Yesterday at church our pastor's son Jay (who is studying to be a pastor as well) gave the little introductory talk at the beginning of the service, I don't know what you call it, the invocation? He generally talks about the Psalms, about which he is writing his paper, so he knows whereof he speaks. I listened pretty closely (other than when Tim did his various things to distract), but in discussion time afterward I found that another woman had caught something that I missed.
She asked, "You said that God is unpredictable; what did you mean by that?" I think the reason I didn't catch it was because I so agreed with it. Who knows what He will do next? I never thought of thinking that He was predictable; at least I don't think I did. From the discussion that followed, it came out that she thought that Jay might be saying that God is capricious, which isn't what he meant at all. I thought it was a good question for an interesting discussion and meditation afterward.
I can arrange plans for my days, but God rearranges every one of them from the very start. Proverbs 16:9 says, "The mind of man plans his way, but the LORD directs his steps." I am living testimony to that verse! At the beginning of a homeschool year, I tend to plan out what assignments and activities we might do every week, but I have yet to have a week that turns out anything like I planned. I don't expect that will ever happen, and yet I make my plans because I still need to! I think I would have a heart attack if things turned out the way I expected them to. But the surprise element is wonderful. Who knows what is around the next corner? The only time I didn't like that feeling was when I went through about six years of health troubles, and it seemed like those surprises would often incapacitate me for a season. I forgot that those times might come to an end, and by the time that they did, that end was a pleasant surprise as well. I find it reassuring that the proverb says that the Lord directs man's steps.

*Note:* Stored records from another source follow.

//! Firecracker `--config-file` rendering.
//!
//! The instance's entire VM configuration — machine shape, boot source,
//! the single root drive, the network interface, and log/metrics sinks —
//! is rendered once as a JSON document consumed via `--config-file` at
//! spawn time. Firecracker is never configured over its API socket; the
//! API is used only for the `SendCtrlAltDel` action and a diagnostic GET.
//!
//! Reference: `spec.md` §4.V, and
//! https://github.com/firecracker-microvm/firecracker/blob/main/src/api_server/swagger/firecracker.yaml

use std::path::{Path, PathBuf};

use serde::Serialize;

use crate::allocator::fnv1a_32;

/// Kernel command line every instance boots with.
pub const BOOT_ARGS: &str = "console=ttyS0 reboot=k panic=1 pci=off";

/// Fixed locally-administered MAC prefix (`spec.md` §4.V: `06:00:AC:10:…`).
/// Only the trailing two octets vary per VM; bit 1 of the first octet is
/// set (locally administered), bit 0 is clear (unicast).
const MAC_PREFIX: [u8; 4] = [0x06, 0x00, 0xac, 0x10];

#[derive(Debug, Clone, Serialize)]
pub struct MachineConfig {
    pub vcpu_count: u8,
    pub mem_size_mib: u32,
    pub smt: bool,
}

#[derive(Debug, Clone, Serialize)]
pub struct BootSource {
    pub kernel_image_path: PathBuf,
    pub boot_args: String,
}

#[derive(Debug, Clone, Serialize)]
pub struct DriveConfig {
    pub drive_id: String,
    pub path_on_host: PathBuf,
    pub is_root_device: bool,
    pub is_read_only: bool,
}

impl DriveConfig {
    /// The single root drive every instance gets (`spec.md` §4.V: "no
    /// scratch disk — the rootfs is the only drive").
    pub fn root(path: PathBuf) -> Self {
        Self {
            drive_id: "rootfs".to_string(),
            path_on_host: path,
            is_root_device: true,
            is_read_only: false,
        }
    }
}

#[derive(Debug, Clone, Serialize)]
pub struct NetworkInterface {
    pub iface_id: String,
    pub host_dev_name: String,
    pub guest_mac: String,
}

#[derive(Debug, Clone, Serialize)]
pub struct Logger {
    pub log_path: PathBuf,
    pub level: String,
    pub show_level: bool,
    pub show_log_origin: bool,
}

#[derive(Debug, Clone, Serialize)]
pub struct Metrics {
    pub metrics_path: PathBuf,
}

/// The complete document written to the instance's `vm-config.json` and
/// passed to Firecracker via `--config-file`.
#[derive(Debug, Clone, Serialize)]
pub struct VmConfig {
    #[serde(rename = "boot-source")]
    pub boot_source: BootSource,
    pub drives: Vec<DriveConfig>,
    #[serde(rename = "machine-config")]
    pub machine_config: MachineConfig,
    #[serde(rename = "network-interfaces")]
    pub network_interfaces: Vec<NetworkInterface>,
    pub logger: Logger,
    pub metrics: Metrics,
}

pub struct VmConfigParams<'a> {
    pub instance_id: &'a str,
    pub vcpus: u32,
    pub memory_mib: u32,
    pub kernel_path: &'a Path,
    pub rootfs_path: &'a Path,
    pub tap_device: &'a str,
    pub logs_dir: &'a Path,
}

impl VmConfig {
    /// Render the config document for one instance. Pure function of its
    /// inputs (`spec.md` §8 R1: same inputs always render the same bytes).
    pub fn render(params: &VmConfigParams<'_>) -> Self {
        VmConfig {
            boot_source: BootSource {
                kernel_image_path: params.kernel_path.to_path_buf(),
                boot_args: BOOT_ARGS.to_string(),
            },
            drives: vec![DriveConfig::root(params.rootfs_path.to_path_buf())],
            machine_config: MachineConfig {
                vcpu_count: params.vcpus.clamp(1, 32) as u8,
                mem_size_mib: params.memory_mib.max(128),
                smt: false,
            },
            network_interfaces: vec![NetworkInterface {
                iface_id: "eth0".to_string(),
                host_dev_name: params.tap_device.to_string(),
                guest_mac: generate_mac_address(params.instance_id),
            }],
            logger: Logger {
                log_path: params.logs_dir.join("firecracker.log"),
                level: "Info".to_string(),
                show_level: true,
                show_log_origin: false,
            },
            metrics: Metrics {
                metrics_path: params.logs_dir.join("firecracker.metrics"),
            },
        }
    }

    /// Atomically write the rendered config to `path` (write-temp-then-rename,
    /// so a concurrent reader never observes a partial file).
    pub fn write_atomic(&self, path: &Path) -> std::io::Result<()> {
        let body = serde_json::to_vec_pretty(self)?;
        let tmp_path = path.with_extension("json.tmp");
        std::fs::write(&tmp_path, body)?;
        std::fs::rename(&tmp_path, path)?;
        Ok(())
    }
}

/// Generate a deterministic, locally-administered MAC address for an
/// instance: the fixed `06:00:AC:10` prefix followed by a 16-bit per-VM
/// index (`spec.md` §4.V). This crate has no external sequential-index
/// allocator in scope, so the per-VM index is itself derived deterministically
/// from the instance id's FNV-1a-32 hash, truncated to 16 bits — it varies
/// only in the trailing two octets, unlike the teacher's scheme of hashing
/// three octets directly into the address (see DESIGN.md).
pub fn generate_mac_address(instance_id: &str) -> String {
    let vm_index = (fnv1a_32(instance_id.as_bytes()) & 0xFFFF) as u16;
    let index_bytes = vm_index.to_be_bytes();
    format!(
        "{:02x}:{:02x}:{:02x}:{:02x}:{:02x}:{:02x}",
        MAC_PREFIX[0], MAC_PREFIX[1], MAC_PREFIX[2], MAC_PREFIX[3], index_bytes[0], index_bytes[1],
    )
}

#[cfg(test)]
mod tests {
    use super::*;

    fn sample_params(instance_id: &str) -> VmConfigParams<'_> {
        VmConfigParams {
            instance_id,
            vcpus: 2,
            memory_mib: 512,
            kernel_path: Path::new("/var/lib/zeitwork/firecracker/vmlinux"),
            rootfs_path: Path::new("/var/lib/zeitwork/firecracker/instances/i-1/rootfs.ext4"),
            tap_device: "tap-zw-deadbeef",
            logs_dir: Path::new("/var/lib/zeitwork/firecracker/instances/i-1/logs"),
        }
    }

    #[test]
    fn render_is_pure() {
        let params = sample_params("i-1");
        let a = VmConfig::render(&params);
        let b = VmConfig::render(&params);
        assert_eq!(
            serde_json::to_string(&a).unwrap(),
            serde_json::to_string(&b).unwrap()
        );
    }

    #[test]
    fn render_uses_exact_boot_args() {
        let params = sample_params("i-1");
        let config = VmConfig::render(&params);
        assert_eq!(config.boot_source.boot_args, BOOT_ARGS);
    }

    #[test]
    fn render_has_single_root_drive() {
        let params = sample_params("i-1");
        let config = VmConfig::render(&params);
        assert_eq!(config.drives.len(), 1);
        assert!(config.drives[0].is_root_device);
    }

    #[test]
    fn mac_address_is_locally_administered_and_stable() {
        let mac1 = generate_mac_address("i-1");
        let mac2 = generate_mac_address("i-1");
        let mac_other = generate_mac_address("i-2");

        assert_eq!(mac1, mac2);
        assert_ne!(mac1, mac_other);
        assert!(mac1.starts_with("06:00:ac:10:"));
    }

    #[test]
    fn write_atomic_produces_valid_json() {
        let tmp = tempfile::tempdir().unwrap();
        let params = sample_params("i-1");
        let config = VmConfig::render(&params);
        let path = tmp.path().join("vm-config.json");

        config.write_atomic(&path).unwrap();

        let contents = std::fs::read_to_string(&path).unwrap();
        let parsed: serde_json::Value = serde_json::from_str(&contents).unwrap();
        assert!(parsed.get("boot-source").is_some());
        assert!(parsed.get("machine-config").is_some());
    }
}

There is an intended direction, a course that God has in mind for us, even though it overrides our own.
Perhaps we think that God would approve of our plans because we see ourselves acting in obedience, but then He doesn't allow us to carry them out. We don't see things from His viewpoint. The first chapters of the Book of Job give some insight to how God might carry out His purposes in such a confusing way that from our perspective is beyond reason. It all is designed to show His glory. Job didn't understand a series of devastating events that seemed like an extreme, unexpected, unpredictable punishment; but God orchestrated all of it not as a punishment at all, but rather to show off what a faithful man's response would be regardless of his circumstances and his confusion--which ultimately, even today, continues to give Him glory. It's never just the central person and circumstance itself, but like a ripple from a pebble thrown into a pond, every event impacts the people who surround it and the consequences of our response to what God gives us may go farther and last longer than we would ever dream, sometimes (if not always) into eternity.

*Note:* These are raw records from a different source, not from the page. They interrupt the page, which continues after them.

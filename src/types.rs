//! Core data model: instance specs, runtime state, and the per-instance
//! supervisor handle.
//!
//! Reference: `spec.md` §3.

use std::collections::BTreeMap;
use std::path::PathBuf;

use chrono::{DateTime, Utc};
use serde::{Deserialize, Serialize};

/// Resource request for a VM.
#[derive(Debug, Clone, Copy, PartialEq, Eq, Serialize, Deserialize)]
pub struct Resources {
    pub vcpus: u32,
    pub memory_mib: u32,
}

/// Desired network configuration for an instance.
#[derive(Debug, Clone, Copy, PartialEq, Eq, Serialize, Deserialize)]
pub struct NetworkConfig {
    pub default_port: u16,
}

/// Input to `Runtime::create`: everything needed to assemble and boot a VM.
///
/// `environment` is an ordered mapping (insertion order is preserved and is
/// significant for rendering `/etc/zeitwork/env.sh` deterministically).
#[derive(Debug, Clone, PartialEq, Eq, Serialize, Deserialize)]
pub struct InstanceSpec {
    pub id: String,
    pub image_tag: String,
    pub image_id: String,
    pub resources: Resources,
    pub environment: Vec<(String, String)>,
    pub network_config: NetworkConfig,
}

/// Observed network state of a running instance.
#[derive(Debug, Clone, PartialEq, Eq, Serialize, Deserialize)]
pub struct NetworkInfo {
    pub ipv6_address: Option<String>,
    pub default_port: u16,
}

/// Lifecycle state of an instance.
///
/// `Create` transitions `∅ → Creating → Pending`; `Start` transitions
/// `Pending → Starting → Running`; `Stop` transitions `Running → Stopping →
/// Stopped`; `Delete` accepts any state and terminates at `Terminated`.
#[derive(Debug, Clone, Copy, PartialEq, Eq, Serialize, Deserialize)]
pub enum InstanceState {
    Creating,
    Pending,
    Starting,
    Running,
    Stopping,
    Stopped,
    Failed,
    Terminated,
}

impl std::fmt::Display for InstanceState {
    fn fmt(&self, f: &mut std::fmt::Formatter<'_>) -> std::fmt::Result {
        let s = match self {
            InstanceState::Creating => "creating",
            InstanceState::Pending => "pending",
            InstanceState::Starting => "starting",
            InstanceState::Running => "running",
            InstanceState::Stopping => "stopping",
            InstanceState::Stopped => "stopped",
            InstanceState::Failed => "failed",
            InstanceState::Terminated => "terminated",
        };
        f.write_str(s)
    }
}

/// Observable runtime state of an instance, returned by `get_state` and
/// `list_instances`.
#[derive(Debug, Clone, Serialize, Deserialize)]
pub struct Instance {
    pub id: String,
    pub runtime_id: String,
    pub state: InstanceState,
    pub image_tag: String,
    pub resources: Resources,
    pub env_vars: BTreeMap<String, String>,
    pub created_at: DateTime<Utc>,
    pub started_at: Option<DateTime<Utc>>,
    pub network_info: NetworkInfo,
}

/// On-disk + host-resource handle for one instance's supervisor.
///
/// This is the value guarded by the instance registry (`spec.md` §4.S,
/// invariant I1: exactly one `Client` per live `instance_id`).
#[derive(Debug, Clone)]
pub struct Client {
    pub instance_id: String,
    pub api_socket_path: PathBuf,
    pub vm_config_path: PathBuf,
    pub logs_dir: PathBuf,
    pub console_log_path: PathBuf,
    pub tap_device: String,
    pub rootfs_path: PathBuf,
    pub pid: Option<u32>,
}

impl Client {
    pub fn new(base_dir: &std::path::Path, instance_id: &str, tap_device: String) -> Self {
        let instance_dir = base_dir.join("instances").join(instance_id);
        let logs_dir = instance_dir.join("logs");
        Self {
            instance_id: instance_id.to_string(),
            api_socket_path: PathBuf::from(format!(
                "/tmp/firecracker-{}.socket",
                &short8(instance_id)
            )),
            vm_config_path: instance_dir.join("vm-config.json"),
            console_log_path: logs_dir.join("console.log"),
            logs_dir,
            tap_device,
            rootfs_path: instance_dir.join("rootfs.ext4"),
            pid: None,
        }
    }

    pub fn instance_dir(&self) -> &std::path::Path {
        self.rootfs_path
            .parent()
            .expect("rootfs_path always has a parent instance dir")
    }
}

/// First 8 characters of an instance id, used to keep the Firecracker API
/// socket path short (`AF_UNIX` paths have a tight length limit).
pub fn short8(instance_id: &str) -> String {
    instance_id.chars().take(8).collect()
}

#[cfg(test)]
mod tests {
    use super::*;

    #[test]
    fn client_paths_are_scoped_to_instance() {
        let client = Client::new(
            std::path::Path::new("/var/lib/zeitwork/firecracker"),
            "i-001",
            "tap-zw-deadbeef".to_string(),
        );
        assert_eq!(
            client.rootfs_path,
            PathBuf::from("/var/lib/zeitwork/firecracker/instances/i-001/rootfs.ext4")
        );
        assert_eq!(
            client.api_socket_path,
            PathBuf::from("/tmp/firecracker-i-001.socket")
        );
    }

    #[test]
    fn short8_truncates_long_ids() {
        assert_eq!(short8("i-0123456789"), "i-012345");
        assert_eq!(short8("i-1"), "i-1");
    }
}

Psalm 139, usually quoted in reference to how God creates each human being, can also be viewed in terms of all our life. 139:5 says, "You have enclosed me behind and before, and laid Your hand upon me." Our lives are hemmed in by His loving hand such that we will not wander from His plan. Amidst the unpredictable nature of life, that gives me great comfort and confidence. Verse 9 says, "If I take the wings of the dawn, if I dwell in the remotest part of the sea, even there Your hand will lead me, and Your right hand will lay hold of me." Jonah always comes to my mind when I read this verse. The stomach of a fish seems like a most unlikely and remote part of the sea, the most improbable place to have God involved in a person's life, but Jonah found Him, and His loving intervention, even there.

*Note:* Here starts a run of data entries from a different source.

//! Rootfs builder: turns a pre-staged base ext4 template into a bootable,
//! per-instance writable image with the target OCI image layered under
//! `/app` and an init pipeline wired up.
//!
//! Reference: `spec.md` §4.K.

use std::fs;
use std::io::Read;
use std::path::{Path, PathBuf};
use std::process::Command;

use flate2::read::GzDecoder;
use tar::Archive;
use thiserror::Error;
use tracing::{debug, info, warn};

use crate::image::{ImageMeta, ImageSource};
use crate::shell::{shell_export, shell_join};

#[derive(Debug, Error)]
pub enum RootfsError {
    #[error("I/O error: {0}")]
    Io(#[from] std::io::Error),

    #[error("base rootfs missing: {0}")]
    BaseMissing(String),

    #[error("mount failed: {0}")]
    MountFailed(String),

    #[error("unmount failed: {0}")]
    UnmountFailed(String),

    #[error("image unavailable: {0}")]
    ImageUnavailable(String),

    #[error("layer extraction failed: {0}")]
    ExtractFailed(String),
}

/// Everything needed to build one instance's rootfs.
pub struct RootfsRequest<'a> {
    pub instance_id: &'a str,
    pub image_tag: &'a str,
    pub environment: &'a [(String, String)],
    pub default_port: Option<u16>,
    pub ipv6_address: &'a str,
}

/// Builds per-instance rootfs images by cloning a shared base template.
pub struct RootfsBuilder {
    base_rootfs_path: PathBuf,
    image_source: std::sync::Arc<dyn ImageSource>,
}

impl RootfsBuilder {
    pub fn new(base_rootfs_path: PathBuf, image_source: std::sync::Arc<dyn ImageSource>) -> Self {
        Self {
            base_rootfs_path,
            image_source,
        }
    }

    /// Build a writable rootfs at `dest` for `request`.
    ///
    /// On any failure after the clone, `dest` is deleted
    /// (`spec.md` §4.K "Failure semantics").
    pub async fn build(&self, request: &RootfsRequest<'_>, dest: &Path) -> Result<(), RootfsError> {
        if !self.base_rootfs_path.exists() {
            return Err(RootfsError::BaseMissing(
                self.base_rootfs_path.display().to_string(),
            ));
        }

        if let Some(parent) = dest.parent() {
            fs::create_dir_all(parent)?;
        }

        clone_base(&self.base_rootfs_path, dest)?;

        if let Err(e) = self.assemble(request, dest).await {
            let _ = fs::remove_file(dest);
            return Err(e);
        }

        Ok(())
    }

    async fn assemble(&self, request: &RootfsRequest<'_>, dest: &Path) -> Result<(), RootfsError> {
        // Step 2: inject the IPv6 address file under its own mount.
        {
            let mount = LoopMount::acquire(dest)?;
            fs::write(
                mount.path().join("etc/ipv6-addr"),
                format!("{}\n", request.ipv6_address),
            )?;
        } // mount unmounted here, on every exit path

        // Step 3 + 4 + 5: layer the image, inject the launcher, inject env.
        let (layer_paths, image_meta) = self
            .image_source
            .resolve(request.image_tag)
            .await
            .map_err(|e| RootfsError::ImageUnavailable(e.to_string()))?;

        {
            let mount = LoopMount::acquire(dest)?;
            let app_dir = mount.path().join("app");
            fs::create_dir_all(&app_dir)?;

            for layer in &layer_paths {
                extract_layer(layer, &app_dir)?;
            }

            inject_launcher(&app_dir, &image_meta)?;
            inject_host_wrapper(mount.path())?;
            inject_env(
                mount.path(),
                request.environment,
                request.default_port,
            )?;
        }

        Ok(())
    }
}

/// Byte-copy the base rootfs template; the base is never mutated.
fn clone_base(base: &Path, dest: &Path) -> Result<(), RootfsError> {
    fs::copy(base, dest)?;
    Ok(())
}

/// Scoped loop-mount acquisition. The mount is released unconditionally on
/// drop — early return, error propagation, and panics all release it
/// (`spec.md` §9 "Loop-mount lifetime").
struct LoopMount {
    mount_dir: PathBuf,
}

impl LoopMount {
    fn acquire(image_path: &Path) -> Result<Self, RootfsError> {
        let mount_dir = std::env::temp_dir().join(format!(
            "zeitwork-mnt-{}-{}",
            std::process::id(),
            fnv_suffix(image_path)
        ));
        fs::create_dir_all(&mount_dir)?;

        let status = Command::new("mount")
            .args(["-o", "loop"])
            .arg(image_path)
            .arg(&mount_dir)
            .status()
            .map_err(|e| RootfsError::MountFailed(e.to_string()))?;

        if !status.success() {
            let _ = fs::remove_dir(&mount_dir);
            return Err(RootfsError::MountFailed(format!(
                "mount -o loop {} failed",
                image_path.display()
            )));
        }

        Ok(Self { mount_dir })
    }

    fn path(&self) -> &Path {
        &self.mount_dir
    }

    fn release(&self) -> Result<(), RootfsError> {
        let status = Command::new("umount")
            .arg(&self.mount_dir)
            .status()
            .map_err(|e| RootfsError::UnmountFailed(e.to_string()))?;

        if !status.success() {
            return Err(RootfsError::UnmountFailed(format!(
                "umount {} failed",
                self.mount_dir.display()
            )));
        }
        Ok(())
    }
}

impl Drop for LoopMount {
    fn drop(&mut self) {
        if let Err(e) = self.release() {
            // A mount that fails to release is a fatal host-level bug
            // (`spec.md` §4.K); we cannot propagate an error from `Drop`,
            // so it is surfaced as loudly as possible and the directory is
            // left for operator inspection rather than silently removed.
            warn!(mount = %self.mount_dir.display(), error = %e, "loop mount failed to release");
            return;
        }
        let _ = fs::remove_dir(&self.mount_dir);
    }
}

fn fnv_suffix(path: &Path) -> String {
    format!("{:08x}", crate::allocator::fnv1a_32(path.as_os_str().as_encoded_bytes()))
}

/// Extract a (possibly gzipped) layer tarball into `dest`, honoring
/// whiteout files the way OverlayFS-exported OCI layers use them.
fn extract_layer(layer_path: &Path, dest: &Path) -> Result<(), RootfsError> {
    let file = std::fs::File::open(layer_path)?;
    if is_gzip(layer_path)? {
        extract_archive(Archive::new(GzDecoder::new(file)), dest)
    } else {
        extract_archive(Archive::new(file), dest)
    }
}

fn extract_archive<R: Read>(mut archive: Archive<R>, dest: &Path) -> Result<(), RootfsError> {
    for entry in archive
        .entries()
        .map_err(|e| RootfsError::ExtractFailed(e.to_string()))?
    {
        let mut entry = entry.map_err(|e| RootfsError::ExtractFailed(e.to_string()))?;
        let path = entry
            .path()
            .map_err(|e| RootfsError::ExtractFailed(e.to_string()))?
            .into_owned();

        if path.components().any(|c| c == std::path::Component::ParentDir) {
            warn!(path = %path.display(), "skipping layer entry with parent-dir traversal");
            continue;
        }

        let file_name = path.file_name().and_then(|n| n.to_str()).unwrap_or("");
        if let Some(target_name) = file_name.strip_prefix(".wh.") {
            apply_whiteout(dest, &path, target_name)?;
            continue;
        }

        let full_path = dest.join(&path);
        entry
            .unpack(&full_path)
            .map_err(|e| RootfsError::ExtractFailed(e.to_string()))?;
    }
    Ok(())
}

fn apply_whiteout(dest: &Path, path: &Path, target_name: &str) -> Result<(), RootfsError> {
    let Some(parent) = path.parent() else {
        return Ok(());
    };
    let full_parent = dest.join(parent);

    if target_name == ".wh..opq" {
        if full_parent.exists() {
            for entry in fs::read_dir(&full_parent)? {
                let _ = fs::remove_dir_all(entry?.path());
            }
        }
    } else {
        let target = full_parent.join(target_name);
        let _ = fs::remove_file(&target);
        let _ = fs::remove_dir_all(&target);
    }
    Ok(())
}

fn is_gzip(path: &Path) -> Result<bool, RootfsError> {
    let mut file = std::fs::File::open(path)?;
    let mut magic = [0u8; 2];
    if file.read_exact(&mut magic).is_ok() {
        Ok(magic == [0x1f, 0x8b])
    } else {
        Ok(false)
    }
}

/// Write `/app/usr/local/bin/app-start.sh`: sources the env file, cds into
/// the image's working directory, and execs the composed argv.
fn inject_launcher(app_dir: &Path, image_meta: &ImageMeta) -> Result<(), RootfsError> {
    let bin_dir = app_dir.join("usr/local/bin");
    fs::create_dir_all(&bin_dir)?;

    let mut argv: Vec<&str> = Vec::new();
    argv.extend(image_meta.entrypoint.iter().map(String::as_str));
    argv.extend(image_meta.cmd.iter().map(String::as_str));
    if argv.is_empty() {
        argv.push("/bin/sh");
    }

    let script = format!(
        "#!/bin/sh\nset -e\n. /etc/zeitwork/env.sh\ncd {}\nexec {}\n",
        shell_join(&[image_meta.workdir.as_str()]),
        shell_join(&argv),
    );

    let script_path = bin_dir.join("app-start.sh");
    fs::write(&script_path, script)?;
    set_executable(&script_path)?;
    Ok(())
}

/// Write `/usr/local/bin/zeitwork-run`: the host-side init service that
/// chroots into `/app` and runs the launcher, and register it to start at
/// boot by dropping an OpenRC service stub that invokes it.
fn inject_host_wrapper(mount_root: &Path) -> Result<(), RootfsError> {
    let bin_dir = mount_root.join("usr/local/bin");
    fs::create_dir_all(&bin_dir)?;

    let wrapper = "#!/bin/sh\nset -e\nexec chroot /app /usr/local/bin/app-start.sh\n";
    let wrapper_path = bin_dir.join("zeitwork-run");
    fs::write(&wrapper_path, wrapper)?;
    set_executable(&wrapper_path)?;

    let init_d = mount_root.join("etc/init.d");
    fs::create_dir_all(&init_d)?;
    let service = "#!/sbin/openrc-run\ncommand=\"/usr/local/bin/zeitwork-run\"\ncommand_background=true\npidfile=\"/run/zeitwork-run.pid\"\ndepend() {\n\tneed net\n\tafter net\n}\n";
    let service_path = init_d.join("zeitwork-run");
    fs::write(&service_path, service)?;
    set_executable(&service_path)?;

    let runlevel_dir = mount_root.join("etc/runlevels/default");
    fs::create_dir_all(&runlevel_dir)?;
    let link_target = runlevel_dir.join("zeitwork-run");
    if !link_target.exists() {
        #[cfg(unix)]
        std::os::unix::fs::symlink("/etc/init.d/zeitwork-run", &link_target)?;
    }

    Ok(())
}

/// Serialize `env` as `export K='V'` lines; default `PORT`/`HOST` from
/// `default_port` only when the caller hasn't already set them
/// (`spec.md` §4.K step 5 / §8 E2E scenario 6 — env precedence).
fn inject_env(
    mount_root: &Path,
    environment: &[(String, String)],
    default_port: Option<u16>,
) -> Result<(), RootfsError> {
    let conf_dir = mount_root.join("etc/zeitwork");
    fs::create_dir_all(&conf_dir)?;

    let mut lines = Vec::with_capacity(environment.len() + 2);
    let has_port = environment.iter().any(|(k, _)| k == "PORT");
    let has_host = environment.iter().any(|(k, _)| k == "HOST");

    for (key, value) in environment {
        lines.push(shell_export(key, value));
    }

    if !has_port {
        if let Some(port) = default_port {
            lines.push(shell_export("PORT", &port.to_string()));
        }
    }
    if !has_host {
        lines.push(shell_export("HOST", "0.0.0.0"));
    }

    let mut content = lines.join("\n");
    content.push('\n');
    fs::write(conf_dir.join("env.sh"), content)?;
    Ok(())
}

#[cfg(unix)]
fn set_executable(path: &Path) -> Result<(), RootfsError> {
    use std::os::unix::fs::PermissionsExt;
    let mut perms = fs::metadata(path)?.permissions();
    perms.set_mode(0o755);
    fs::set_permissions(path, perms)?;
    Ok(())
}

#[cfg(not(unix))]
fn set_executable(_path: &Path) -> Result<(), RootfsError> {
    Ok(())
}

#[cfg(test)]
mod tests {
    use super::*;

    #[test]
    fn inject_env_respects_existing_port() {
        let tmp = tempfile::tempdir().unwrap();
        let env = vec![("PORT".to_string(), "9".to_string())];
        inject_env(tmp.path(), &env, Some(3000)).unwrap();

        let content = fs::read_to_string(tmp.path().join("etc/zeitwork/env.sh")).unwrap();
        assert!(content.contains("export PORT='9'"));
        assert!(!content.contains("export PORT='3000'"));
        assert!(content.contains("export HOST='0.0.0.0'"));
    }

    #[test]
    fn inject_env_defaults_port_from_default_port() {
        let tmp = tempfile::tempdir().unwrap();
        inject_env(tmp.path(), &[], Some(8080)).unwrap();

        let content = fs::read_to_string(tmp.path().join("etc/zeitwork/env.sh")).unwrap();
        assert!(content.contains("export PORT='8080'"));
        assert!(content.contains("export HOST='0.0.0.0'"));
    }

    #[test]
    fn inject_env_escapes_values() {
        let tmp = tempfile::tempdir().unwrap();
        let env = vec![("MSG".to_string(), "it's a test".to_string())];
        inject_env(tmp.path(), &env, None).unwrap();

        let content = fs::read_to_string(tmp.path().join("etc/zeitwork/env.sh")).unwrap();
        assert!(content.contains("export MSG='it'\\''s a test'"));
    }

    #[test]
    fn inject_launcher_quotes_argv() {
        let tmp = tempfile::tempdir().unwrap();
        let meta = ImageMeta {
            entrypoint: vec!["/bin/app".to_string()],
            cmd: vec!["--name=hello world".to_string()],
            workdir: "/srv app".to_string(),
        };
        inject_launcher(tmp.path(), &meta).unwrap();

        let content =
            fs::read_to_string(tmp.path().join("usr/local/bin/app-start.sh")).unwrap();
        assert!(content.contains("cd '/srv app'"));
        assert!(content.contains("exec /bin/app '--name=hello world'"));
    }

    #[test]
    fn base_missing_is_reported_without_mounting() {
        let tmp = tempfile::tempdir().unwrap();
        let missing_base = tmp.path().join("no-such-base.ext4");
        let dest = tmp.path().join("instances/i-1/rootfs.ext4");

        let builder = RootfsBuilder::new(
            missing_base,
            std::sync::Arc::new(crate::image::OciLayoutImageSource::new(tmp.path().to_path_buf())),
        );

        let request = RootfsRequest {
            instance_id: "i-1",
            image_tag: "localhost:5000/hello:v1",
            environment: &[],
            default_port: None,
            ipv6_address: "fd00:42::10",
        };

        let result = tokio_test_block_on(builder.build(&request, &dest));
        assert!(matches!(result, Err(RootfsError::BaseMissing(_))));
        assert!(!dest.exists());
    }

    fn tokio_test_block_on<F: std::future::Future>(f: F) -> F::Output {
        tokio::runtime::Builder::new_current_thread()
            .enable_all()
            .build()
            .unwrap()
            .block_on(f)
    }
}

God does not direct our day on the spur of the moment. He had them planned from long ago; Psalm 139:16 says, "Your eyes have seen my unformed substance; And in Your book were all written the days that were ordained for me, when as yet there was not one of them." I am more capricious in setting plans out for the whole school year by September than God is in setting out one moment of my life, because I don't foresee how any of it will actually play out, how we will interact with others, what greater opportunities will supersede my plans and what misfortunes will grind them to a halt. But God knows! He knows every moment ahead of time, down to every detail. He has set out His work for us long before we ever started each day (Eph. 2:10). And His plans are never frustrated, as mine are!
I can pray for a certain outcome in my life, but any specifics I present it in prayer never seem to happen, even if the outcome is only a small variation on what I offered up. (I'm not saying God doesn't answer my prayers--He answers even the most feeble ones, much to my amazement! He just doesn't do so as I picture in advance, but in His more excellent way.) Perhaps God changes the outcome in part to remind me that I'm not in charge, and because I don't have enough wisdom to determine the best outcome. But God is not capricious. That is, He doesn't act in such a way that there were two possibilities, and He chose one over the other for no reason at all. I believe that every act that He does perfectly presents Who He is...represents every aspect of His character perfectly, even if we don't see it that way; any other outcome would be flawed. Whatever answer to prayer, whatever unexpected turn of events in our day, it's a perfect reflection of the character of God that He sovereignly directed that outcome. If it surprises us and we didn't think that God would act in that way, it only shows us how insufficiently we understand His character.
Psalm 139:23 Search me, O God, and know my heart; try me and know my anxious thoughts; and see if there be any hurtful way in me, and lead me in the everlasting way.